En cette Journée internationale des droits des femmes, le musée de la Libération – musée du général Leclerc – musée Jean Moulin (Paris 14e) met à l’honneur les femmes photographes de guerre dans une exposition à plusieurs voix résonnant plus que jamais avec l’actualité.

Huit femmes, huit photographes de la première moitié du XXe siècle à nos jours, huit regards singuliers sur les conflits majeurs de ces soixante-quinze dernières années et leurs conséquences sur les corps, les visages, que chaque photographe enregistre à sa manière. Des femmes parfois à tort éclipsées, certaines ayant laissé leurs vies sur le terrain, comme Gerda Taro (1910-1937), morte sur le front de Brunete alors qu’elle couvrait la guerre d’Espagne, ou la photographe allemande Anja Niedringhaus (1965-2014), tuée tandis qu’elle couvrait les élections afghanes. 

Carolyn Cole, Prisonniers irakiens après l’assaut d’un ancien poste de police à Kufa, en Irak, par des Marines américains. Août 2004 ©Carolyn Cole/Los Angeles Times

Quand des clichés renversent les clichés

Inaugurée le 8 mars, l’exposition invite ainsi le visiteur à découvrir plus de 80 clichés saisissants, mettant en évidence l’importance et la singularité du regard féminin dans une profession majoritairement occupée par les hommes – à l’image de la photographe et militante antifasciste Gerda Taro, qui restera longtemps dans l’ombre de son illustre compagnon, le jeune photographe hongrois Endre Ernő Friedmann, plus connu sous le nom de Robert Capa. Un alter ego façonné de toutes parts par la photographe, qui lança alors la carrière de ce dernier avant de tomber malgré elle dans l’oubli. Ses travaux ne seront redécouverts que dans les années 2000. 

Gerda Taro, Mobilisation générale. Valence, Espagne, mars 1937 ©Courtesy International Center of Photography

L’exposition offre ainsi une pluralité de points de vue sur les affres de la guerre à travers le temps, juxtaposant les regards tranchants de femmes engagées ; chaque regard témoignant d’une approche, d’un angle, d’une esthétique propre. On y découvre par exemple les clichés de la photo-journaliste américaine Lee Miller (1907-1977), une des rares femmes à avoir couvert les événements de la Seconde Guerre mondiale, notamment la libération des camps de concentration de Dachau et Buchenwald. 

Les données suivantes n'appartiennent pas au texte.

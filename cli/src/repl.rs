//! Interactive and one-shot question answering.

use std::io::Write;

use marag_agent::{AgentError, Orchestrator, OrchestratorEvent, RunReport};
use tokio::io::{AsyncBufReadExt, BufReader};
use tokio::sync::mpsc;

use crate::app;
use crate::config::MaragConfig;

const EXIT_COMMAND: &str = "exit";

/// Prompt for questions until `exit` or end of input.
pub(crate) async fn run_session(config: &MaragConfig) -> anyhow::Result<()> {
    let (tx, mut events) = mpsc::unbounded_channel();
    let orchestrator = app::orchestrator(config, tx)?;
    let mut lines = BufReader::new(tokio::io::stdin()).lines();

    loop {
        print!("Question: ");
        std::io::stdout().flush()?;
        let Some(line) = lines.next_line().await? else {
            break;
        };
        let question = line.trim();
        if question.eq_ignore_ascii_case(EXIT_COMMAND) {
            break;
        }
        if question.is_empty() {
            continue;
        }

        match answer(&orchestrator, &mut events, question).await {
            Ok(report) => println!("{}", render_report(&report)),
            Err(e) => eprintln!("{}", render_abort(&e)),
        }
    }
    Ok(())
}

/// Answer a single question and exit.
pub(crate) async fn ask_once(config: &MaragConfig, question: &str) -> anyhow::Result<()> {
    let (tx, mut events) = mpsc::unbounded_channel();
    let orchestrator = app::orchestrator(config, tx)?;

    match answer(&orchestrator, &mut events, question).await {
        Ok(report) => {
            println!("{}", render_report(&report));
            Ok(())
        }
        Err(e) => anyhow::bail!(render_abort(&e)),
    }
}

/// Run the orchestrator, printing progress events as they arrive.
async fn answer(
    orchestrator: &Orchestrator,
    events: &mut mpsc::UnboundedReceiver<OrchestratorEvent>,
    question: &str,
) -> Result<RunReport, AgentError> {
    let ask = orchestrator.ask(question);
    tokio::pin!(ask);

    let result = loop {
        tokio::select! {
            biased;
            Some(event) = events.recv() => println!("{}", render_event(&event)),
            result = &mut ask => break result,
        }
    };
    while let Ok(event) = events.try_recv() {
        println!("{}", render_event(&event));
    }
    result
}

fn render_event(event: &OrchestratorEvent) -> String {
    match event {
        OrchestratorEvent::NodeCompleted { node } => format!("--- [node] {node} ---"),
        OrchestratorEvent::StepCompleted { index, success } => {
            let outcome = if *success { "answered" } else { "failed" };
            format!("    step {index} {outcome}")
        }
    }
}

fn render_report(report: &RunReport) -> String {
    let summary = &report.summary;
    // Runs without step answers only carry a narrative.
    if summary.answer.trim().is_empty() {
        return format!(
            "\nAnswer: {}\n(score {}/5)\n",
            summary.narrative, summary.score
        );
    }
    let mut out = format!("\nAnswer: {}\n", summary.answer);
    if !summary.narrative.is_empty() {
        out.push_str(&format!("\n{}\n", summary.narrative));
    }
    out.push_str(&format!("(score {}/5)\n", summary.score));
    out
}

fn render_abort(error: &AgentError) -> String {
    match error {
        AgentError::ExecutionOverrun { state, .. } => format!(
            "Aborted in {}: {error} ({} steps completed)",
            error.stage(),
            state.completed()
        ),
        _ => format!("Aborted in {}: {error}", error.stage()),
    }
}

#[cfg(test)]
mod tests {
    use super::*;
    use marag_agent::{
        FinalSummary, INSUFFICIENT_DECOMPOSITION, LlmError, Node, Plan, PlanExecutionState,
    };
    use pretty_assertions::assert_eq;

    #[test]
    fn test_render_events() {
        assert_eq!(
            render_event(&OrchestratorEvent::NodeCompleted {
                node: Node::PlanExecutor
            }),
            "--- [node] plan_executor ---"
        );
        assert_eq!(
            render_event(&OrchestratorEvent::StepCompleted {
                index: 2,
                success: false
            }),
            "    step 2 failed"
        );
    }

    fn report_with(summary: FinalSummary) -> RunReport {
        let now = chrono::Utc::now();
        RunReport {
            run_id: "run".to_string(),
            question: "q".to_string(),
            plan: Plan::default(),
            state: PlanExecutionState::new("q", Vec::new()),
            summary,
            started_at: now,
            finished_at: now,
        }
    }

    #[test]
    fn test_render_report() {
        let report = report_with(FinalSummary {
            narrative: "Found in step 1.".to_string(),
            answer: "Paris".to_string(),
            score: 5,
        });
        assert_eq!(
            render_report(&report),
            "\nAnswer: Paris\n\nFound in step 1.\n(score 5/5)\n"
        );
    }

    #[test]
    fn test_render_report_without_answer_shows_narrative() {
        let report = report_with(FinalSummary {
            narrative: INSUFFICIENT_DECOMPOSITION.to_string(),
            answer: String::new(),
            score: 0,
        });
        assert_eq!(
            render_report(&report),
            "\nAnswer: The question could not be decomposed into answerable steps.\n(score 0/5)\n"
        );
    }

    #[test]
    fn test_render_abort_names_stage() {
        let error = AgentError::PlannerFailed(LlmError::MalformedOutput("no JSON".to_string()));
        assert_eq!(
            render_abort(&error),
            "Aborted in planner: planner failed: malformed output: no JSON"
        );
    }
}
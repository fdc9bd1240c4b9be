//! The full query pipeline: expand, retrieve, rerank, reorder.

use std::sync::Arc;

use tracing::{info, warn};

use crate::cache::IndexCache;
use crate::error::Result;
use crate::expansion::QueryExpander;
use crate::hybrid::RetrievedCandidate;
use crate::reorder::reorder_for_context;
use crate::rerank::{Reranker, ScoredCandidate};

/// Candidates kept when no reranker is configured.
pub const DEFAULT_TOP_N: usize = 5;

/// Runs a query against a cached corpus through every enabled stage.
pub struct AdvancedQueryPipeline {
    cache: Arc<IndexCache>,
    expander: Option<QueryExpander>,
    reranker: Option<Reranker>,
    reorder: bool,
    top_n: usize,
}

impl AdvancedQueryPipeline {
    /// A pipeline doing hybrid retrieval and reordering only.
    pub fn new(cache: Arc<IndexCache>) -> Self {
        Self {
            cache,
            expander: None,
            reranker: None,
            reorder: true,
            top_n: DEFAULT_TOP_N,
        }
    }

    /// Enable multi-query expansion.
    pub fn with_expander(mut self, expander: QueryExpander) -> Self {
        self.expander = Some(expander);
        self
    }

    /// Enable cross-encoder reranking; its `top_n` replaces the default.
    pub fn with_reranker(mut self, reranker: Reranker) -> Self {
        self.top_n = reranker.top_n();
        self.reranker = Some(reranker);
        self
    }

    /// Enable or disable lost-in-the-middle reordering.
    pub fn with_reorder(mut self, reorder: bool) -> Self {
        self.reorder = reorder;
        self
    }

    /// Set how many candidates survive when no reranker runs.
    pub fn with_top_n(mut self, top_n: usize) -> Self {
        self.top_n = top_n;
        self
    }

    /// The cache this pipeline reads corpora from.
    pub fn cache(&self) -> &Arc<IndexCache> {
        &self.cache
    }

    /// Search `corpus_id` for `query`.
    ///
    /// Fails with `IndexNotFound` when the corpus has not been indexed. A
    /// failing reranker degrades to fused-score order.
    pub async fn search(&self, corpus_id: &str, query: &str) -> Result<Vec<ScoredCandidate>> {
        let retriever = self.cache.get_or_build(corpus_id).await?;

        let candidates = match &self.expander {
            Some(expander) => expander.search(&retriever, query).await?,
            None => retriever.search(query).await?,
        };
        let retrieved = candidates.len();

        let ranked = match &self.reranker {
            Some(reranker) => match reranker.rerank(query, candidates.clone()).await {
                Ok(scored) => scored,
                Err(e) => {
                    warn!("Reranking failed, falling back to fusion scores: {e}");
                    self.by_fusion(candidates)
                }
            },
            None => self.by_fusion(candidates),
        };

        let ranked = if self.reorder {
            reorder_for_context(ranked)
        } else {
            ranked
        };

        info!(
            corpus_id,
            retrieved,
            returned = ranked.len(),
            "Query pipeline complete"
        );
        Ok(ranked)
    }

    fn by_fusion(&self, mut candidates: Vec<RetrievedCandidate>) -> Vec<ScoredCandidate> {
        // Expansion unions several ranked lists; restore a single ranking.
        candidates.sort_by(|a, b| b.fusion_score.total_cmp(&a.fusion_score));
        candidates
            .into_iter()
            .take(self.top_n)
            .map(|candidate| ScoredCandidate {
                relevance: candidate.fusion_score,
                candidate,
            })
            .collect()
    }
}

Ce sont également les clichés de Catherine Leroy (1944- 2006) aux côtés des Marines lors de la guerre du Viêt Nam, de Christine Spengler dans les ruines de Phnom Penh (Cambodge) ou en Irlande du Nord, de Françoise Demulder (1947-2008) lors de la guerre civile libanaise, de Susan Meiselas au Nicaragua ou de Carolyn Cole en Irak. Proche des victimes ou des soldats, cadres serrés sur les corps meurtris ou cadres plus larges capturant les ravages des conflits sur les populations, au coeur des combats ou à distance des événements, les travaux hétéroclites de ces huit photographes constituent un témoignage essentiel de la diversité des points de vue en temps de guerre et de l’indéniable nécessité du regard des femmes sur le cours de l’Histoire. 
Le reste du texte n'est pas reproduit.